Regardless of their precise role in various cancers, there is renewed interest in utilizing γδT cells for cancer immunotherapy.¹⁰¹ γδT cells recognize a wide range of antigens in an MHC-dependent and -independent manner, thus, these cells could act against tumors with low mutational burdens and downregulated MHC expression. The antitumor capabilities of γδT cells encompass activation of αβT cells and NK cells and their genetic structure allows relatively easy manipulation for therapeutic interventions, thus, harnessing γδT cells for cancer immunotherapy is an attractive approach.

7 CLINICAL RELEVANCE

The relationship between LCs and immunosurveillance of human OSCC has been examined by many studies, which indicate overall poor surveillance of carcinogenic events due to reduced levels of oral LCs.^{44, 47-49, 102-106} Moreover, the density of LCs has also been correlated with histological grades of OSCC,⁴⁴ and their number has even been suggested to be a strong and independent prognostic factor for OSCC.⁵³ However, a better understanding of the ontogeny and function of LCs is essential for designing new or improved LC-based therapeutic approaches.
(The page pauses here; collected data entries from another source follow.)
//! mastodon-stream: follow a streaming timeline and log every event.

use anyhow::Context;
use mastodon_api::{StreamingClient, Timeline};
use mastodon_common::Config;
use mastodon_core::{StreamEvent, dispatch};
use tokio::signal;
use tracing::{info, warn};
use tracing_subscriber::{layer::SubscriberExt, util::SubscriberInitExt};

/// Waits for a shutdown signal (SIGINT or SIGTERM).
///
/// On Unix systems, this listens for both SIGINT (Ctrl+C) and SIGTERM.
/// On Windows, this only listens for Ctrl+C.
async fn shutdown_signal() {
    let ctrl_c = async {
        if let Err(e) = signal::ctrl_c().await {
            warn!(error = %e, "Failed to listen for Ctrl+C");
            std::future::pending::<()>().await;
        }
    };

    #[cfg(unix)]
    let terminate = async {
        match signal::unix::signal(signal::unix::SignalKind::terminate()) {
            Ok(mut sig) => {
                sig.recv().await;
            }
            Err(e) => {
                warn!(error = %e, "Failed to install SIGTERM handler");
                std::future::pending::<()>().await;
            }
        }
    };

    #[cfg(not(unix))]
    let terminate = std::future::pending::<()>();

    tokio::select! {
        () = ctrl_c => {
            info!("Received SIGINT, shutting down...");
        },
        () = terminate => {
            info!("Received SIGTERM, shutting down...");
        },
    }
}

/// Log one resolved event.
fn log_event(event: &StreamEvent) {
    match event {
        StreamEvent::Update(status) => {
            info!(
                id = %status.id,
                account = %status.account.acct,
                reblog = status.is_reblog(),
                "update"
            );
        }
        StreamEvent::Notification(notification) => {
            info!(
                id = %notification.id,
                kind = ?notification.notification_type,
                account = %notification.account.acct,
                "notification"
            );
        }
        StreamEvent::Delete(deleted) => {
            info!(id = ?deleted.id.as_ref().map(ToString::to_string), "delete");
        }
        StreamEvent::Unrecognized { .. } => {}
    }

    if tracing::enabled!(tracing::Level::TRACE) {
        if let Ok(json) = serde_json::to_string(event) {
            tracing::trace!(event = %json, "Event payload");
        }
    }
}

#[tokio::main]
async fn main() -> anyhow::Result<()> {
    // Initialize tracing
    tracing_subscriber::registry()
        .with(tracing_subscriber::fmt::layer())
        .with(
            tracing_subscriber::EnvFilter::try_from_default_env()
                .unwrap_or_else(|_| "mastodon=debug,mastodon_api=info".into()),
        )
        .init();

    let config = Config::load().context("failed to load configuration")?;
    let timeline = Timeline::from_config(&config.streaming)?;

    info!(
        instance = %config.instance.base_url,
        timeline = timeline.path(),
        "Starting mastodon-stream"
    );

    let streaming = StreamingClient::new(&config)?;
    let messages = streaming.connect(&timeline).await?;

    tokio::select! {
        summary = dispatch(messages, |event| log_event(&event)) => {
            info!(
                recognized = summary.recognized,
                unrecognized = summary.unrecognized,
                "Stream ended"
            );
        }
        () = shutdown_signal() => {}
    }

    Ok(())
}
Regarding γδT cells, OSCC patients have been shown to have a higher proportion of γδT cells compared to healthy controls, with no correlation to tumor stage.⁹⁹ A high abundance of intratumoral γδT cells has also been reported to correlate with better prognosis, suggesting that γδT cells are promising targets in human OSCC with high prognostic values and therapeutic potential.⁹⁴ Yet, the recruited γδT cells appear to be influenced by the tumor microenvironment, which can produce IL-17A or IFN-γ depending on the tumor stage.⁹⁵ Nevertheless, the unique properties of γδT cells, such as MHC-independent anticancer activity, tissue tropism, and reactivity against a broad spectrum of tumors, make them ideal for anticancer therapeutic approaches.

8 CONCLUDING REMARKS

While this review indicates that oral LCs and γδT cells are involved in the development of OSCC, our understanding of the mechanisms by which these cells act in the various stages of OSCC is limited and requires further investigation. This is of particular importance during the initiation stage of OSCC, given the role of LCs and γδT cells as steady-state sentinels of the oral epithelium. Although significant progress has been made in our understanding of the ontogeny of oral LCs, the precise mechanisms by which the oral epithelium regulates the differentiation of local APCs under pathological conditions, particularly during the development of OSCC, remain to be elucidated. The development of oral γδT cells is also beginning to be uncovered, as well as their function in oral immunity. While the role of γδT cells in cancer development has been extensively studied in many malignancies, OSCC has received little attention. Future investigations will provide new insights into the functional repertoire of oral LCs and γδT cells and contribute to the successful translation of these epithelial sentinels into cancer vaccination and immunotherapy.